WHAT YOU HAVE TO DO.
From the entries below, copy every line that holds the word "unchanged".

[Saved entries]
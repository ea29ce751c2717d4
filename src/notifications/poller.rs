//! Long-poll loop over the repository events feed.
//!
//! Each tick reads the newest events, walks them oldest first, and records
//! every allow-listed event newer than the last one seen. Timestamps are
//! ISO-8601 UTC strings from the same feed, so plain string ordering matches
//! chronological ordering.

use std::future::Future;
use std::io::Write;
use std::time::Duration;

use crate::error::InsightError;
use crate::github::{RepositoryGateway, RepositorySlug};
use crate::http::FetchResult;

use super::event::{EventKind, describe_event};
use super::log::NotificationLog;
use super::record::NotificationRecord;

/// Feed entries requested per tick.
pub const EVENT_BATCH_SIZE: u32 = 50;

/// Default delay between ticks.
pub const DEFAULT_POLL_INTERVAL: Duration = Duration::from_secs(60);

/// Poller state for one repository.
#[derive(Debug, Clone, PartialEq, Eq)]
pub struct ActivityPoller {
    repository: RepositorySlug,
    last_seen: Option<String>,
}

impl ActivityPoller {
    /// Creates a poller that has not seen any event yet.
    #[must_use]
    pub const fn new(repository: RepositorySlug) -> Self {
        Self {
            repository,
            last_seen: None,
        }
    }

    /// Creates a poller that treats events at or before `last_seen` as
    /// already recorded.
    #[must_use]
    pub const fn resume(repository: RepositorySlug, last_seen: Option<String>) -> Self {
        Self {
            repository,
            last_seen,
        }
    }

    /// Repository being watched.
    #[must_use]
    pub const fn repository(&self) -> &RepositorySlug {
        &self.repository
    }

    /// Timestamp of the newest recorded event.
    #[must_use]
    pub fn last_seen(&self) -> Option<&str> {
        self.last_seen.as_deref()
    }

    /// Runs one poll and returns the records produced, oldest first.
    ///
    /// A failed feed fetch yields no records and leaves the state unchanged.
    /// Records that cannot be persisted are still returned and still advance
    /// the state.
    pub async fn tick(
        &mut self,
        gateway: &dyn RepositoryGateway,
        log: &NotificationLog,
    ) -> Vec<NotificationRecord> {
        let events = match gateway
            .recent_events(&self.repository, EVENT_BATCH_SIZE)
            .await
        {
            FetchResult::Success(events) => events,
            other => {
                tracing::warn!(
                    "events feed for {} unavailable: {}",
                    self.repository,
                    other.failure_description().unwrap_or_default()
                );
                return Vec::new();
            }
        };

        let mut recorded = Vec::new();
        for event in events.iter().rev() {
            let Some(kind) = EventKind::from_feed_type(&event.kind) else {
                continue;
            };
            let Some(created_at) = event.created_at.as_deref().filter(|time| !time.is_empty())
            else {
                tracing::debug!("skipping {} without a timestamp", event.kind);
                continue;
            };
            if self
                .last_seen
                .as_deref()
                .is_some_and(|seen| created_at <= seen)
            {
                continue;
            }

            let updates = describe_event(gateway, &self.repository, kind, event).await;
            let record = NotificationRecord {
                repository: self.repository.to_string(),
                event: kind.label().to_owned(),
                actor: event.actor.clone().unwrap_or_else(|| "unknown".to_owned()),
                time: created_at.to_owned(),
                operation: kind.operation().to_owned(),
                updates,
            };

            if let Err(error) = log.append(&record) {
                tracing::error!("failed to persist notification: {error}");
            }
            self.last_seen = Some(created_at.to_owned());
            recorded.push(record);
        }

        recorded
    }
}

/// Totals from a finished polling session.
#[derive(Debug, Clone, Copy, Default, PartialEq, Eq)]
pub struct PollSummary {
    /// Ticks completed.
    pub ticks: u64,
    /// Notifications recorded across all ticks.
    pub notifications: u64,
}

/// Polls until `shutdown` resolves, writing each notification to `out`.
///
/// A tick that is in flight when `shutdown` fires runs to completion before
/// the loop exits; the sleep between ticks is cut short.
///
/// # Errors
///
/// Returns [`InsightError::Io`] when writing to `out` fails.
pub async fn run_until_shutdown<W, F>(
    poller: &mut ActivityPoller,
    gateway: &dyn RepositoryGateway,
    log: &NotificationLog,
    interval: Duration,
    out: &mut W,
    shutdown: F,
) -> Result<PollSummary, InsightError>
where
    W: Write,
    F: Future<Output = ()>,
{
    let mut summary = PollSummary::default();
    tokio::pin!(shutdown);

    loop {
        let mut interrupted = false;
        let records = {
            let tick = poller.tick(gateway, log);
            tokio::pin!(tick);
            tokio::select! {
                records = &mut tick => records,
                () = &mut shutdown => {
                    interrupted = true;
                    tick.await
                }
            }
        };

        summary.ticks = summary.ticks.saturating_add(1);
        for record in &records {
            write_notification(out, record)?;
            summary.notifications = summary.notifications.saturating_add(1);
        }
        if interrupted {
            break;
        }

        tokio::select! {
            () = tokio::time::sleep(interval) => {}
            () = &mut shutdown => break,
        }
    }

    tracing::info!(
        "activity polling stopped after {} ticks ({} notifications)",
        summary.ticks,
        summary.notifications
    );
    Ok(summary)
}

/// Writes one notification in the console format.
///
/// # Errors
///
/// Returns [`InsightError::Io`] when writing fails.
pub fn write_notification<W: Write>(
    out: &mut W,
    record: &NotificationRecord,
) -> Result<(), InsightError> {
    writeln!(
        out,
        "[{}] {} on {} by {} ({})\n    {}",
        record.time, record.event, record.repository, record.actor, record.operation, record.updates
    )
    .map_err(|error| InsightError::io(&error))
}
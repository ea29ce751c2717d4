//! Character-bounded text helpers.
//!
//! All limits count Unicode scalar values rather than bytes so that
//! truncation never splits a multi-byte character.

use std::borrow::Cow;

/// Marker appended to payloads that were cut at their ceiling.
pub const TRUNCATION_MARKER: &str = "\n... (truncated)";

/// Returns at most `max_chars` leading characters of `text`.
#[must_use]
pub fn leading_chars(text: &str, max_chars: usize) -> &str {
    match text.char_indices().nth(max_chars) {
        Some((byte_offset, _)) => text.get(..byte_offset).unwrap_or(text),
        None => text,
    }
}

/// Bounds `payload` to `ceiling` characters, appending [`TRUNCATION_MARKER`]
/// when anything was removed.
///
/// Payloads at or below the ceiling are returned unchanged and unmarked.
#[must_use]
pub fn truncate_with_marker(payload: &str, ceiling: usize) -> Cow<'_, str> {
    let kept = leading_chars(payload, ceiling);
    if kept.len() == payload.len() {
        return Cow::Borrowed(payload);
    }

    let mut bounded = String::with_capacity(kept.len() + TRUNCATION_MARKER.len());
    bounded.push_str(kept);
    bounded.push_str(TRUNCATION_MARKER);
    Cow::Owned(bounded)
}

/// Shortens `message` for inclusion in an error string, appending `...` when
/// it was cut.
#[must_use]
pub fn truncate_for_message(message: &str, max_chars: usize) -> String {
    let kept = leading_chars(message, max_chars);
    if kept.len() == message.len() {
        return message.to_owned();
    }
    format!("{kept}...")
}

/// Uppercases the first character of `word`.
#[must_use]
pub fn capitalise(word: &str) -> String {
    let mut chars = word.chars();
    chars.next().map_or_else(String::new, |first| {
        first.to_uppercase().chain(chars).collect()
    })
}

OUTPUT FOR THIS EXERCISE.
    /// A failed feed fetch yields no records and leaves the state unchanged.
/// Payloads at or below the ceiling are returned unchanged and unmarked.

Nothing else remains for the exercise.